AIM OF THE TASK
Below are the records; copy out every line that holds the word "file".

EXTRACTED RECORDS

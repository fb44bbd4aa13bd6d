//! Lifecycle hook engine
//!
//! Ordering for a test whose ancestors are `S0` (file) .. `Sn` (owning suite):
//!
//! - `beforeEach`: `S0` first, registration order within a suite; stops at the first failure
//! - `afterEach`: `Sn` first, reverse registration order within a suite; every hook runs
//! - `beforeAll` / `afterAll`: once per suite, same within-suite ordering as the `Each` hooks
//! - `onTestFailed` / `onTestFinished`: after the test settles, last registered first
//!
//! Every callback runs as its own task under a timeout. A callback that
//! times out is detached, not cancelled.

use std::any::Any;
use std::time::Duration;

use futures::future::BoxFuture;
use tokio::task::JoinError;
use tracing::warn;

use crate::context::{Listener, SuiteContext, TestContext};
use crate::error::{HookKind, TestError};
use crate::report::TestState;
use crate::tree::{EachHookFn, Suite, SuiteHookFn, TestFn};

/// Spawn `fut` and wait for it for at most `limit`.
pub(crate) async fn run_detachable(
    fut: BoxFuture<'static, Result<(), TestError>>,
    limit: Duration,
    what: &'static str,
) -> Result<(), TestError> {
    let handle = tokio::spawn(fut);
    match tokio::time::timeout(limit, handle).await {
        Ok(Ok(result)) => result,
        Ok(Err(err)) => Err(join_error(err)),
        Err(_) => Err(TestError::Timeout {
            what,
            ms: limit.as_millis() as u64,
        }),
    }
}

/// Run a test body.
pub(crate) async fn run_body(body: &TestFn, ctx: TestContext, limit: Duration) -> Result<(), TestError> {
    run_detachable((*body)(ctx), limit, "Test").await
}

fn join_error(err: JoinError) -> TestError {
    if err.is_panic() {
        TestError::assertion(panic_message(err.into_panic()))
    } else {
        TestError::WorkerFault("task was cancelled".to_string())
    }
}

pub(crate) fn panic_message(payload: Box<dyn Any + Send>) -> String {
    match payload.downcast::<String>() {
        Ok(message) => *message,
        Err(payload) => match payload.downcast::<&'static str>() {
            Ok(message) => (*message).to_string(),
            Err(_) => "test panicked".to_string(),
        },
    }
}

/// `beforeEach` callbacks from the file-level suite down to `chain`'s last suite.
pub fn before_each_chain<'a>(chain: &[&'a Suite]) -> Vec<&'a EachHookFn> {
    chain
        .iter()
        .flat_map(|suite| suite.hooks.before_each.iter())
        .collect()
}

/// `afterEach` callbacks from `chain`'s last suite up to the file-level suite.
pub fn after_each_chain<'a>(chain: &[&'a Suite]) -> Vec<&'a EachHookFn> {
    chain
        .iter()
        .rev()
        .flat_map(|suite| suite.hooks.after_each.iter().rev())
        .collect()
}

/// Run the `beforeEach` chain, stopping at the first failure.
pub(crate) async fn run_before_each(
    chain: &[&Suite],
    ctx: &TestContext,
    limit: Duration,
) -> Result<(), TestError> {
    for hook in before_each_chain(chain) {
        run_detachable((*hook)(ctx.clone()), limit, "Hook")
            .await
            .map_err(|e| hook_failed(HookKind::BeforeEach, ctx.full_name(), e))?;
    }
    Ok(())
}

/// Run the whole `afterEach` chain, collecting every failure.
pub(crate) async fn run_after_each(
    chain: &[&Suite],
    ctx: &TestContext,
    limit: Duration,
) -> Vec<TestError> {
    let mut errors = Vec::new();
    for hook in after_each_chain(chain) {
        if let Err(e) = run_detachable((*hook)(ctx.clone()), limit, "Hook").await {
            errors.push(hook_failed(HookKind::AfterEach, ctx.full_name(), e));
        }
    }
    errors
}

/// Run a suite's own `beforeAll` hooks, stopping at the first failure.
pub(crate) async fn run_before_all(
    suite: &Suite,
    ctx: &SuiteContext,
    limit: Duration,
) -> Result<(), TestError> {
    for hook in &suite.hooks.before_all {
        run_suite_hook(hook, ctx, limit)
            .await
            .map_err(|e| hook_failed(HookKind::BeforeAll, &suite.full_name, e))?;
    }
    Ok(())
}

/// Run a suite's own `afterAll` hooks, collecting every failure.
pub(crate) async fn run_after_all(suite: &Suite, ctx: &SuiteContext, limit: Duration) -> Vec<TestError> {
    let mut errors = Vec::new();
    for hook in suite.hooks.after_all.iter().rev() {
        if let Err(e) = run_suite_hook(hook, ctx, limit).await {
            errors.push(hook_failed(HookKind::AfterAll, &suite.full_name, e));
        }
    }
    errors
}

async fn run_suite_hook(hook: &SuiteHookFn, ctx: &SuiteContext, limit: Duration) -> Result<(), TestError> {
    run_detachable((*hook)(ctx.clone()), limit, "Hook").await
}

/// Run settle listeners, newest first. Failure listeners only fire for failed tests.
pub(crate) async fn run_listeners(
    failed: Vec<Listener>,
    finished: Vec<Listener>,
    state: TestState,
    limit: Duration,
) -> Vec<TestError> {
    let mut errors = Vec::new();
    let failed = if state.is_failure() { failed } else { Vec::new() };
    for listener in failed.into_iter().rev().chain(finished.into_iter().rev()) {
        if let Err(e) = run_detachable(listener(state), limit, "Hook").await {
            errors.push(e);
        }
    }
    errors
}

fn hook_failed(kind: HookKind, owner: &str, error: TestError) -> TestError {
    warn!(hook = %kind, owner, error = %error, "hook failed");
    TestError::hook(kind, error)
}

WRITTEN REPLY
//! Ordering for a test whose ancestors are `S0` (file) .. `Sn` (owning suite):
/// `beforeEach` callbacks from the file-level suite down to `chain`'s last suite.
/// `afterEach` callbacks from `chain`'s last suite up to the file-level suite.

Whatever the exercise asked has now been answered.